Batılı ülkeler bir süredir Çin’in fazla kapasitesinden şikayetçiydi, şimdilerde ülke yönetimi ‘zararlı rekabet’ konusuna eğiliyor. Meselenin özünde ülkenin idari yapısı var.
ADEMİ MERKEZİYETÇİ YAPI
Çin idari olarak eyaletlere, eyaletler il, iller bölge, bölgeler de ilçe olarak adlandırabileceğimiz birimlere bölünmüştür. Her katman işlerini büyük ölçüde üst katmanlardan bağımsız yürütür, kendi sorumluluk alanındaki kararları kendi alır. Bu çerçevede merkezi yönetim ülkedeki 50 milyon kadar parti ve devlet görevlilerinin beş bin kadarının atamasını yapar. Ancak merkez üst düzey yönetici pozisyonlarının atama ve terfi koşullarını belirler. Yerel yöneticilerin terfileri sorumlu oldukları bölgenin ekonomisinin gelişimi ve merkezi yönetimce belirlenen öncelikli alanlardaki başarılarına bağlıdır.
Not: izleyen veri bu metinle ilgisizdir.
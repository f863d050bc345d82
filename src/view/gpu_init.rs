use std::sync::Arc;

use wgpu::Device;

use crate::error::StartupError;

/// GPU context - unified for both WASM and native
pub struct GpuContext {
    pub device: Arc<Device>,
    pub queue: Arc<wgpu::Queue>,
    pub surface: wgpu::Surface<'static>,
    pub format: wgpu::TextureFormat,
    pub config: wgpu::SurfaceConfiguration,
}

fn new_instance() -> wgpu::Instance {
    wgpu::Instance::new(&wgpu::InstanceDescriptor {
        backends: wgpu::Backends::all(),
        ..Default::default()
    })
}

async fn request_adapter(
    instance: &wgpu::Instance,
    surface: &wgpu::Surface<'static>,
) -> Result<wgpu::Adapter, StartupError> {
    let adapter = instance
        .request_adapter(&wgpu::RequestAdapterOptions {
            power_preference: wgpu::PowerPreference::HighPerformance,
            force_fallback_adapter: false,
            compatible_surface: Some(surface),
        })
        .await?;
    let info = adapter.get_info();
    tracing::info!(name = %info.name, backend = ?info.backend, "GPU adapter selected");
    Ok(adapter)
}

/// Shared device setup for both platforms
async fn init_device_and_queue(adapter: &wgpu::Adapter) -> Result<(Arc<Device>, Arc<wgpu::Queue>), StartupError> {
    let adapter_limits = adapter.limits();
    let limits = wgpu::Limits::downlevel_webgl2_defaults().using_resolution(adapter_limits);

    let (device, queue) = adapter
        .request_device(&wgpu::DeviceDescriptor {
            label: Some("device"),
            required_features: wgpu::Features::empty(),
            required_limits: limits,
            memory_hints: wgpu::MemoryHints::default(),
            experimental_features: wgpu::ExperimentalFeatures::default(),
            trace: wgpu::Trace::default(),
        })
        .await?;

    Ok((Arc::new(device), Arc::new(queue)))
}

/// Surface configuration for a given size
pub fn surface_config(
    format: wgpu::TextureFormat,
    alpha_mode: wgpu::CompositeAlphaMode,
    width: u32,
    height: u32,
) -> wgpu::SurfaceConfiguration {
    wgpu::SurfaceConfiguration {
        usage: wgpu::TextureUsages::RENDER_ATTACHMENT,
        format,
        width: width.max(1),
        height: height.max(1),
        present_mode: wgpu::PresentMode::Fifo,
        alpha_mode,
        view_formats: vec![],
        desired_maximum_frame_latency: 2,
    }
}

fn configure_surface(
    device: &Device,
    adapter: &wgpu::Adapter,
    surface: &wgpu::Surface,
    width: u32,
    height: u32,
) -> Result<(wgpu::TextureFormat, wgpu::SurfaceConfiguration), StartupError> {
    let caps = surface.get_capabilities(adapter);
    let format = caps
        .formats
        .iter()
        .copied()
        .find(|f| f.is_srgb())
        .or_else(|| caps.formats.first().copied())
        .ok_or(StartupError::NoSurfaceFormat)?;
    let alpha_mode = caps.alpha_modes.first().copied().unwrap_or(wgpu::CompositeAlphaMode::Auto);

    let config = surface_config(format, alpha_mode, width, height);
    surface.configure(device, &config);

    Ok((format, config))
}

impl GpuContext {
    async fn from_surface(
        instance: &wgpu::Instance,
        surface: wgpu::Surface<'static>,
        width: u32,
        height: u32,
    ) -> Result<Self, StartupError> {
        let adapter = request_adapter(instance, &surface).await?;
        let (device, queue) = init_device_and_queue(&adapter).await?;
        let (format, config) = configure_surface(&device, &adapter, &surface, width, height)?;

        Ok(GpuContext {
            device,
            queue,
            surface,
            format,
            config,
        })
    }

    /// Initialize GPU for a given canvas surface (WASM)
    #[cfg(target_arch = "wasm32")]
    pub async fn new(canvas: &web_sys::HtmlCanvasElement, width: u32, height: u32) -> Result<Self, StartupError> {
        let instance = new_instance();
        let surface = instance.create_surface(wgpu::SurfaceTarget::Canvas(canvas.clone()))?;
        Self::from_surface(&instance, surface, width, height).await
    }

    /// Initialize GPU for a given window (Native)
    #[cfg(not(target_arch = "wasm32"))]
    pub async fn new_native(window: std::sync::Arc<winit::window::Window>) -> Result<Self, StartupError> {
        let size = window.inner_size();
        let instance = new_instance();
        let surface = instance.create_surface(window)?;
        Self::from_surface(&instance, surface, size.width, size.height).await
    }

    /// Reconfigure the surface after a resize or a lost surface
    pub fn resize(&mut self, width: u32, height: u32) {
        self.config = surface_config(self.format, self.config.alpha_mode, width, height);
        self.surface.configure(&self.device, &self.config);
    }
}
ADEMİ MERKEZİYETÇİ YAPININ YARARLARI
Bu yapı yerel yönetimleri bir ekonomik gelişme yarışı içine sokar. Yerel yönetimler, özellikle belirlenmiş öncelikli alanlarda, bölgelerine yatırım çekmek, yeni şirketler kurulmasına önayak olmak, bunları desteklemek için var güçleriyle çalışırlar. Bunun sonucu olarak merkezi yönetim bir sektörü öncelikli olarak belirlediğinde kısa süre içinde hemen her eyalet ve ilde, birçok bölgede üreticiler bitiverir. Bunlar bir süre sonra ölesiye rekabete girişir. Bu rekabet süreci ülke ve dünya ölçeğinde son derece rekabetçi üreticiler ortaya çıkarır. Elektrikli otomobiller örneğinde, ülke yönetimi sektörü öncelikli olarak belirledikten sonra ülke genelinde bu sektörde faaliyet gösteren yüzlerce firma ortaya çıktı, sonuçta da Çin bu sektörde dünya lideri konumuna geldi. Bu, güneş enerjisi sistemleri, rüzgar tribünleri gibi birçok sektörde tekrarlanan bir hikaye.
VE ZARARLARI
Bu yapı içinde yerel yönetimler bölgelerini, şirketlerini kollarlar; örneğin resmi araç alımlarında yöre şirketlerininkiler seçilir. Bu, yerel şirketlerin kayırıldığı, diğer şirketlerin işlerinin zorlaştırıldığı bir yerel korumacılık şekli de alır zaman zaman. O meşhur 1.4 milyarlık pazarın aslında çok sayıda küçük pazara bölünmesi demek olur bu. Öte yandan, yerel yönetimler bölge şirketlerinin verimli olsun olmasın, kapanmasına, iflasına izin vermezler, ekonomiye etkisi ve öncelikli sektör başarıları açısından olumsuz etkisi nedeniyle.
FAZLA KAPASİTE-ZARARLI REKABET
Batı ülkeleri yönetimleri bir süredir Çinli üreticilerin elektrikli otomobiller ve yeşil enerji sistemleri başta, dünya piyasalarını ele geçirmelerinden şikayet ediyor. Bunu ülkenin sanayi yatırımlarının aşırı düzeyde olması, bunun fazla kapasiteye yol açtığı, ürünlerin iç pazarda tüketilemeyip dış pazarlara taştığı şeklinde yorumluyordu. Çin’in buna cevabı, ona fazla kapasite değil, rekabet gücü derler şeklindeydi. Ancak son zamanlarda Çin’de yönetim, birçok sektörde kârları sürdürülemez düşük düzeylere çeken ‘zararlı rekabet’ için çözüm arıyor, sorunu yerel yönetimlerin her alanda kontrolsüz yatırımlarına ve başarısız şirketlerinin kapanmasını önlemelerine bağlıyor.